MALE VOICE: [impressed by rapid name drops] Oh, okay. It's 555-SUCK.
ATLAS: [stunned] Uh, thank you.
MALE VOICE: Thanks for calling UTA.

[Okay, I added this last line, but the rest is nearly word-for-word.]

Thanks for reading, I feel better now that I can publicly shame them. Blogging rocks!

And don't forget to catch me with a digitally-altered Darth-Vader voice on the Kevin & Bean show on KROQ, possibly as early as Monday to discuss my "Poop on Ryan Seacrest's Star" Contest. It's 6-10am on KROQ, which is 106.7 [FM] for those in the LA area. More details soon...

7 Comments:

Blogger Jason B. said...

Kudos, young Jedi. Kudos!

1:24 PM

 
Blogger POPEalicious said...

Hahaha - deja vu - the same thing happened to me last month!

2:35 PM

 
Blogger EmployeeMegan said...

It's a little late, but I know their main number! ;-)

5:52 PM

 
Blogger Grace said...

That was great, when I read this, I spit my water all over my keyboard.

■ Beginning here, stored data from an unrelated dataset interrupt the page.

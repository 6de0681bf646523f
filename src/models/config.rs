use serde::{Deserialize, Serialize};

/// Application settings from `qosmgr.yaml`
///
/// Every section falls back to its defaults, so an empty or missing file is valid.
#[derive(Debug, Clone, Default, PartialEq, Serialize, Deserialize)]
#[serde(default)]
pub struct Settings {
    pub paths: PathSettings,
    pub store: StoreSettings,
    pub scan: ScanSettings,
    pub debug_mode: bool,
}

/// Where persisted state and logs live.
#[derive(Debug, Clone, PartialEq, Serialize, Deserialize)]
#[serde(default)]
pub struct PathSettings {
    pub registry_file: String,
    pub error_log_file: String,
    pub log_dir: String,
}

impl Default for PathSettings {
    fn default() -> Self {
        Self {
            registry_file: "dscp_settings.txt".to_string(),
            error_log_file: "Errors.txt".to_string(),
            log_dir: "logs".to_string(),
        }
    }
}

/// How the policy store is reached.
#[derive(Debug, Clone, PartialEq, Serialize, Deserialize)]
#[serde(default)]
pub struct StoreSettings {
    pub shell: String,
    pub shell_args: Vec<String>,

    /// Unset means commands may run indefinitely.
    pub command_timeout_secs: Option<u64>,
}

impl Default for StoreSettings {
    fn default() -> Self {
        Self {
            shell: "powershell.exe".to_string(),
            shell_args: vec!["-NoProfile".to_string(), "-Command".to_string()],
            command_timeout_secs: None,
        }
    }
}

/// Library scanning knobs.
#[derive(Debug, Clone, PartialEq, Serialize, Deserialize)]
#[serde(default)]
pub struct ScanSettings {
    /// Volume roots to probe. Empty means ask the OS.
    pub partitions: Vec<String>,

    /// File-name substrings marking installers, helpers, services and anticheat binaries.
    pub denylist: Vec<String>,
}

impl Default for ScanSettings {
    fn default() -> Self {
        Self {
            partitions: Vec::new(),
            denylist: default_denylist(),
        }
    }
}

/// Markers of auxiliary executables that never get a policy (case-sensitive).
pub fn default_denylist() -> Vec<String> {
    [
        "Trial",
        "trial",
        "installer",
        "Installer",
        "Service",
        "EAAntiCheat",
        "bootstrapper",
        "ReportCodBug",
        "GameServiceLauncher",
        "Handler",
        "cleaner",
        "prep",
        "bootstrapperCrashHandler.exe",
        "codinstallcleaner",
        "launcher",
        "report",
        "Report",
        "Launcher",
        "Helper",
        "DXSETUP",
        "vcredist",
        "Rockstar",
        "Social-Club",
        "AntiCheat",
        "Epic",
    ]
    .iter()
    .map(|s| s.to_string())
    .collect()
}
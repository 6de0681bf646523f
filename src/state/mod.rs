// State management module
//
// This module provides the StateManager which wraps AppState with thread-safe access
// using Arc<RwLock<T>> and emits change events to whoever renders progress.

use crate::models::AppState;
use std::sync::{Arc, PoisonError, RwLock};
use tokio::sync::broadcast;

/// Change events emitted when state is modified
///
/// Events posted by one worker are received in the order they were posted.
/// Nothing orders events coming from different workers.
#[derive(Clone, Debug, PartialEq)]
pub enum StateChange {
    /// Auto-discovery has started
    DiscoveryStarted,

    /// Auto-discovery has finished
    DiscoveryFinished { added: usize, failed: usize },

    /// Advisory discovery progress, in percent
    ProgressUpdated { progress: u8 },

    /// Current operation description has changed
    OperationChanged { operation: String },

    /// Number of running workers has changed
    WorkersChanged { active: usize },

    /// The DEFAULT marking has changed
    DefaultChanged { value: u8 },

    /// A policy create/replace attempt finished
    PolicyApplied {
        name: String,
        marking: u8,
        success: bool,
    },

    /// A policy delete attempt finished
    PolicyRemoved { name: String, success: bool },

    /// Registry was reset to only its DEFAULT entry
    RegistryReset,
}

/// Thread-safe state manager with event emission
///
/// - Provides thread-safe access to [`AppState`] via `Arc<RwLock<T>>`
/// - Detects state changes and emits [`StateChange`] events
/// - Supports subscribing to state changes via tokio broadcast channels
///
/// Cloning yields another handle onto the same state and channel.
pub struct StateManager {
    /// The observable state
    state: Arc<RwLock<AppState>>,

    /// Broadcast channel for emitting state change events
    state_tx: broadcast::Sender<StateChange>,
}

impl StateManager {
    /// Create a new StateManager with default state
    ///
    /// # Returns
    /// A new StateManager with a broadcast channel buffer of 100 events
    pub fn new() -> Self {
        let (state_tx, _) = broadcast::channel(100);
        Self {
            state: Arc::new(RwLock::new(AppState::default())),
            state_tx,
        }
    }

    /// Get a snapshot of the current state
    pub fn snapshot(&self) -> AppState {
        self.read(|state| state.clone())
    }

    /// Execute a function with read access to the state
    ///
    /// # Example
    /// ```ignore
    /// let busy = state_manager.read(|state| state.is_discovering);
    /// ```
    pub fn read<F, R>(&self, f: F) -> R
    where
        F: FnOnce(&AppState) -> R,
    {
        let state = self.state.read().unwrap_or_else(PoisonError::into_inner);
        f(&state)
    }

    /// Update the state and emit change events
    ///
    /// 1. Captures the old state
    /// 2. Applies the update function
    /// 3. Detects what changed
    /// 4. Emits appropriate events
    ///
    /// # Returns
    /// The StateChange events that were emitted
    pub fn update<F>(&self, update_fn: F) -> Vec<StateChange>
    where
        F: FnOnce(&mut AppState),
    {
        let mut state = self.state.write().unwrap_or_else(PoisonError::into_inner);
        let old_state = state.clone();

        update_fn(&mut state);

        let changes = Self::detect_changes(&old_state, &state);

        for change in &changes {
            // Nobody listening is fine
            let _ = self.state_tx.send(change.clone());
        }

        changes
    }

    /// Emit an event that does not correspond to a field of [`AppState`]
    pub fn emit(&self, change: StateChange) {
        let _ = self.state_tx.send(change);
    }

    /// Subscribe to state change events
    pub fn subscribe(&self) -> broadcast::Receiver<StateChange> {
        self.state_tx.subscribe()
    }

    fn detect_changes(old: &AppState, new: &AppState) -> Vec<StateChange> {
        let mut changes = Vec::new();

        if old.is_discovering != new.is_discovering {
            if new.is_discovering {
                changes.push(StateChange::DiscoveryStarted);
            } else {
                changes.push(StateChange::DiscoveryFinished {
                    added: new.last_added,
                    failed: new.last_failed,
                });
            }
        }

        if old.progress != new.progress {
            changes.push(StateChange::ProgressUpdated {
                progress: new.progress,
            });
        }

        if old.current_operation != new.current_operation {
            changes.push(StateChange::OperationChanged {
                operation: new.current_operation.clone(),
            });
        }

        if old.active_workers != new.active_workers {
            changes.push(StateChange::WorkersChanged {
                active: new.active_workers,
            });
        }

        if old.default_marking != new.default_marking {
            changes.push(StateChange::DefaultChanged {
                value: new.default_marking,
            });
        }

        changes
    }

    // Convenience methods for common state updates

    /// Mark the start of an auto-discovery run
    pub fn start_discovery(&self) -> Vec<StateChange> {
        self.update(|state| {
            state.reset_discovery();
            state.is_discovering = true;
            state.current_operation = "Scanning for Steam and Epic Games...".to_string();
        })
    }

    /// Mark the end of an auto-discovery run
    pub fn finish_discovery(&self, added: usize, failed: usize) -> Vec<StateChange> {
        self.update(|state| {
            state.last_added = added;
            state.last_failed = failed;
            state.progress = 100;
            state.is_discovering = false;
            state.current_operation = format!("Auto-detection complete. Added {} games.", added);
        })
    }

    /// Publish advisory progress together with a description
    pub fn set_progress(&self, progress: u8, operation: impl Into<String>) -> Vec<StateChange> {
        let operation = operation.into();
        self.update(|state| {
            state.progress = progress.min(100);
            state.current_operation = operation;
        })
    }

    /// Describe what the current worker is doing
    pub fn set_operation(&self, operation: impl Into<String>) -> Vec<StateChange> {
        let operation = operation.into();
        self.update(|state| state.current_operation = operation)
    }

    pub fn worker_started(&self) -> Vec<StateChange> {
        self.update(|state| state.active_workers += 1)
    }

    pub fn worker_finished(&self) -> Vec<StateChange> {
        self.update(|state| state.active_workers = state.active_workers.saturating_sub(1))
    }

    pub fn set_default_marking(&self, value: u8) -> Vec<StateChange> {
        self.update(|state| state.default_marking = value)
    }
}

impl Default for StateManager {
    fn default() -> Self {
        Self::new()
    }
}

impl Clone for StateManager {
    fn clone(&self) -> Self {
        Self {
            state: Arc::clone(&self.state),
            state_tx: self.state_tx.clone(),
        }
    }
}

Luckily, I just gave my two weeks notice and I don't give a shit about their piece of shit HP keyboard.

2:54 PM

 
Anonymous Anonymous said...

Jesus, don't any of you know how to use 411 or google - UTA is readily found through these simple methods. if I had an assistant who couldn't even do such a simple task I'd fire them on the spot.